São Paulo, sábado, 09 de agosto de 2008
Ramo recente da psicologia trata o trauma do câncer na família e no paciente; especialistas divergem sobre o tema
"Só quem vence o estigma de morte ligado à doença e de loucura ligado à psicologia procura ajuda", diz psicooncologista
Faz algum tempo que Lucas, 4, pele alva e grandes olheiras, voltou a correr pela brinquedoteca do Centro Infantil Boldrini, em Campinas. Se agora ele se pendura no pescoço da mãe, Manoela Dualibe, 29, mostrando os dentes e ela não cai no choro como no começo da leucemia, diz, é porque teve "muito suporte". Ele faz quimioterapia. E ela ainda conversa com a psicooncologista que a "tirou da depressão".
"Toda a família adoece com o câncer", diz a presidente da Sociedade Brasileira de Psicooncologia, Elisa Perina. Ela diz que o ramo recente da psicologia que trata os traumas do câncer permanece um mistério pela "quase inexistência em hospitais públicos". Há, sim, psicólogos nos centros oncológicos, exigência do Ministério da Saúde, mas sem a especialização. Especialistas divergem sobre o tema (leia texto nesta página).
"Quando descobri a leucemia do meu filho, em 2006, achei que era a certidão de óbito", diz Manoela, levada a contragosto pela médica à psicooncologista. Viu o filho aprender sobre as "bolinhas do mal" e ganhar uma boneca para dar injeções, aceitando melhor o tratamento. "Mas quem precisava era eu", diz, com o sotaque de São Luís (MA), que ambos deixam a cada dois meses para ir a Campinas. "Precisei de ajuda para não passar tristeza para ele.
"Depois de 20 anos tratando pacientes com câncer, a psicoterapeuta Maria Margarida Carvalho, 75, a Magui, diz que pouco mudou desde então.
"Quando um psicooncologista procura o paciente, ainda ouve: "Não preciso de nada, não sou louco, só tenho câncer"."
Hoje, ela atende pacientes no sobrado com "cheiro de casa da avó", no Pacaembu (região central de SP). "Só quem vence o estigma de morte ligado à doença e de loucura ligado à psicologia procura ajuda."
Segundo Humberto Verona, presidente do Conselho Federal de Psicologia, a "atenção ao sujeito" é cabal para reduzir o sofrimento. Com isso, diz, "consegue-se um resultado muito melhor no tratamento."

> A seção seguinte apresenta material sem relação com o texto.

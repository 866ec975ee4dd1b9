//! Reservation service
//!
//! Applies the lifecycle state machine and the authorization rules, then
//! persists transitions with compare-and-set writes.

use std::collections::HashMap;
use std::sync::Arc;

use tracing::{debug, info, warn};

use crate::domain::{
    Action, DomainError, DomainResult, NewReservation, Principal, RepositoryProvider,
    Reservation, ReservationEvent, ReservationFilter, ReservationStatus, User,
};
use crate::shared::validations::{normalize_comment, parse_date, parse_time};

/// Unparsed reservation input.
#[derive(Debug, Clone)]
pub struct ReservationDraft {
    /// `YYYY-MM-DD`
    pub date: String,
    /// `HH:MM`
    pub time: String,
    pub people: i32,
    pub comment: Option<String>,
}

/// A reservation together with the user who made it.
#[derive(Debug, Clone)]
pub struct ReservationWithOwner {
    pub reservation: Reservation,
    pub owner: Option<User>,
}

pub struct ReservationService {
    repos: Arc<dyn RepositoryProvider>,
}

impl ReservationService {
    pub fn new(repos: Arc<dyn RepositoryProvider>) -> Self {
        Self { repos }
    }

    /// Create a pending reservation owned by `principal`.
    pub async fn create(
        &self,
        principal: &Principal,
        draft: ReservationDraft,
    ) -> DomainResult<Reservation> {
        principal.authorize(Action::Create)?;

        let date = parse_date(&draft.date)?;
        let time = parse_time(&draft.time)?;
        let new = NewReservation::new(
            principal.user_id,
            date,
            time,
            draft.people,
            normalize_comment(draft.comment),
        )?;

        let reservation = self.repos.reservations().create(new).await?;
        metrics::counter!("reservations_created_total").increment(1);
        info!(
            reservation_id = reservation.id,
            user_id = reservation.user_id,
            date = %reservation.date,
            people = reservation.people,
            "Reservation created"
        );
        Ok(reservation)
    }

    /// The principal's own reservations, optionally narrowed to one status.
    pub async fn list_own(
        &self,
        principal: &Principal,
        status: Option<ReservationStatus>,
    ) -> DomainResult<Vec<Reservation>> {
        principal.authorize(Action::ListOwn)?;
        self.repos
            .reservations()
            .list(ReservationFilter {
                user_id: Some(principal.user_id),
                date: None,
                status,
            })
            .await
    }

    /// Every reservation matching the optional filters, with owners attached.
    pub async fn list_all(
        &self,
        principal: &Principal,
        date: Option<chrono::NaiveDate>,
        status: Option<ReservationStatus>,
    ) -> DomainResult<Vec<ReservationWithOwner>> {
        principal.authorize(Action::ListAll)?;

        let reservations = self
            .repos
            .reservations()
            .list(ReservationFilter {
                user_id: None,
                date,
                status,
            })
            .await?;

        let mut ids: Vec<i32> = reservations.iter().map(|r| r.user_id).collect();
        ids.sort_unstable();
        ids.dedup();
        let owners: HashMap<i32, User> = self
            .repos
            .users()
            .find_by_ids(&ids)
            .await?
            .into_iter()
            .map(|u| (u.id, u))
            .collect();

        Ok(reservations
            .into_iter()
            .map(|reservation| ReservationWithOwner {
                owner: owners.get(&reservation.user_id).cloned(),
                reservation,
            })
            .collect())
    }

    /// Move a pending reservation to confirmed. Administrators only.
    pub async fn confirm(&self, principal: &Principal, id: i32) -> DomainResult<Reservation> {
        principal.authorize(Action::Confirm)?;
        let current = self.load(id).await?;
        self.apply(current, ReservationEvent::Confirm).await
    }

    /// Cancel a pending or confirmed reservation. Owner or administrator.
    pub async fn cancel(&self, principal: &Principal, id: i32) -> DomainResult<Reservation> {
        let current = self.load(id).await?;
        principal.authorize(Action::Cancel(&current))?;
        self.apply(current, ReservationEvent::Cancel).await
    }

    async fn load(&self, id: i32) -> DomainResult<Reservation> {
        self.repos
            .reservations()
            .find_by_id(id)
            .await?
            .ok_or_else(|| DomainError::reservation_not_found(id))
    }

    /// Apply `event` starting from `current`. When another writer changed the
    /// status first, re-read and judge the event against the new status.
    /// Statuses only move forward, so this loops at most once per status.
    async fn apply(
        &self,
        mut current: Reservation,
        event: ReservationEvent,
    ) -> DomainResult<Reservation> {
        loop {
            let next = current.status.transition(event)?;
            if let Some(updated) = self
                .repos
                .reservations()
                .update_status(current.id, current.status, next)
                .await?
            {
                metrics::counter!("reservation_transitions_total", "to" => next.as_str())
                    .increment(1);
                info!(
                    reservation_id = updated.id,
                    from = %current.status,
                    to = %next,
                    "Reservation status changed"
                );
                return Ok(updated);
            }

            warn!(
                reservation_id = current.id,
                event = event.as_str(),
                "Reservation changed concurrently, re-reading"
            );
            current = self.load(current.id).await?;
            debug!(reservation_id = current.id, status = %current.status, "Re-read reservation");
        }
    }
}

Mas, mesmo que não haja cura, "é preciso viver até o fim", diz Magui. Ela fala de um paciente que chegou "desenganado", e que, cheio de planos, casou, comprou casa, escolheu a mobília. Morreu meses depois -mas viveu bem até o fim. "Às vezes a pessoa está morrendo, quer falar dos medos, mas a família, não. O companheiro da morte é o psicooncologista."
Elisa Perina concorda. "Fora de possibilidade de cura, o que vale é a qualidade de vida", diz. "Por que ir para o respirador na UTI se ele viverá cinco dias? Melhor estar cercado pela família." Como Katia (leia texto ao lado), que superou a morte iminente da filha realizando-lhe o último desejo -aproveitar bem sua presença.
Para quase todos
Edilaine Pimentel disse não. Ela engoliu as lágrimas para enfrentar o câncer no mediastino da filha, Ana, 15. Quando a psicóloga foi à UTI e perguntou o que ela tinha, Ana disse: "Sei, tenho câncer. Pode ser que eu morra, mas pode ser que não".
Ambas aceitaram a doença sem desespero, "pela fé em Deus", diz Edilaine, evangélica de fala pausada. "Acho importante a psicooncologia, mas a gente não precisa." Nem vai precisar, diz, mesmo tendo o câncer voltado sem resposta à quimioterapia. A última chance é o transplante de medula. "Tem sofrimento, mas tem vitória também", diz, sorrindo.